Are there reasons to block HTTPS?

Tejan Ausland's picture

Are there any valid reasons for blocking HTTP traffic? I heard someone mention that HTTPS was blocked on an airport's WiFi network?

WisTex's picture

Listening In

The most probable reasons for blocking encrypted communications (i.e. HTTPS), include:

  • Government & security related surveillance. It's easier for officials to intercept potential threats if they are in plain text. This is probably why the WiFi at the airport blocked HTTPS access.
  • Hacking / Man in the Middle Attacks. If your communications are not encrypted, plain text usernames and passwords can be intercepted by someone operating the hot spot. You often see these open WiFi hotspots in locations where the public is likely to login, like airports and coffee shops.

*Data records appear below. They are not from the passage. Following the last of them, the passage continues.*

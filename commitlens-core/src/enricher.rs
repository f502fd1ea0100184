//! Sequential per-commit enrichment: diff fetch, then model summary.
//!
//! One commit at a time, so there is never more than one outstanding model
//! call per run and progress lines arrive in completion order.

use anyhow::Context;

use crate::error::AnalysisError;
use crate::hosting::HostingApi;
use crate::model::ModelClient;
use crate::progress::ProgressReporter;
use crate::repo_ref::RepoRef;
use crate::summarizer::summarize_commit;
use crate::types::{CommitRef, CommitStats, EnrichedCommit};

/// Running totals across the enriched commits of a run.
#[derive(Debug, Clone, Copy, Default, PartialEq, Eq)]
pub struct EnrichmentTotals {
    pub files: usize,
    pub additions: u64,
    pub deletions: u64,
}

impl EnrichmentTotals {
    pub fn add(&mut self, commit: &EnrichedCommit) {
        self.files += commit.files.len();
        self.additions += commit.stats.additions;
        self.deletions += commit.stats.deletions;
    }
}

pub struct Enricher<'a> {
    pub hosting: &'a dyn HostingApi,
    pub model: &'a dyn ModelClient,
    pub model_name: &'a str,
    pub progress: &'a ProgressReporter,
}

impl Enricher<'_> {
    pub async fn enrich_all(
        &self,
        repo: &RepoRef,
        commits: Vec<CommitRef>,
    ) -> Result<(Vec<EnrichedCommit>, EnrichmentTotals), AnalysisError> {
        let total = commits.len();
        let mut totals = EnrichmentTotals::default();
        let mut enriched = Vec::with_capacity(total);

        for (index, commit) in commits.into_iter().enumerate() {
            let position = format!("({}/{})", index + 1, total);
            let commit = self.enrich_one(repo, commit, &position).await?;

            totals.add(&commit);
            enriched.push(commit);
        }

        Ok((enriched, totals))
    }

    async fn enrich_one(
        &self,
        repo: &RepoRef,
        commit: CommitRef,
        position: &str,
    ) -> Result<EnrichedCommit, AnalysisError> {
        self.progress
            .emit(format!(
                "{} Fetching diff for {} {}",
                position,
                commit.short_sha(),
                commit.title()
            ))
            .await;
        let detail = self.hosting.get_commit(repo, &commit.sha).await?;

        let stats = detail.stats.unwrap_or_else(|| CommitStats {
            additions: detail.files.iter().map(|f| f.additions).sum(),
            deletions: detail.files.iter().map(|f| f.deletions).sum(),
        });

        self.progress
            .emit(format!(
                "{} Summarizing {} ({} files, +{}/-{})",
                position,
                commit.short_sha(),
                detail.files.len(),
                stats.additions,
                stats.deletions
            ))
            .await;
        let ai = summarize_commit(self.model, self.model_name, repo, &commit, &detail.files)
            .await
            .with_context(|| format!("Failed to summarize commit {}", commit.short_sha()))?;

        Ok(EnrichedCommit {
            commit,
            files: detail.files,
            stats,
            ai,
        })
    }
}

If they were simply filtering your traffic (blocking certain websites), the most direct way to do that is to simply block IP addresses or domain names. Blocking HTTPS most likely was used to ensure they could listen into your network traffic.

Scott M. Stolz
Complete Hosting Guide, Editor-in-Chief
WisTex, Director & CEO

Tejan Ausland's picture

Makes Sense

Makes sense they would do that at airports considering all of the terrorist attacks. But you'd think terrorists would know that and use other methods of communication instead.

Tejan Ausland
Author & Ghost Writer

No, Not If Your Google

Well, if Google has its way every site will eventually have to be https. They are already saying they will show better rankings for sites like this because they are more secure. If it's for terrorist reasons they always have many different ways of communicating.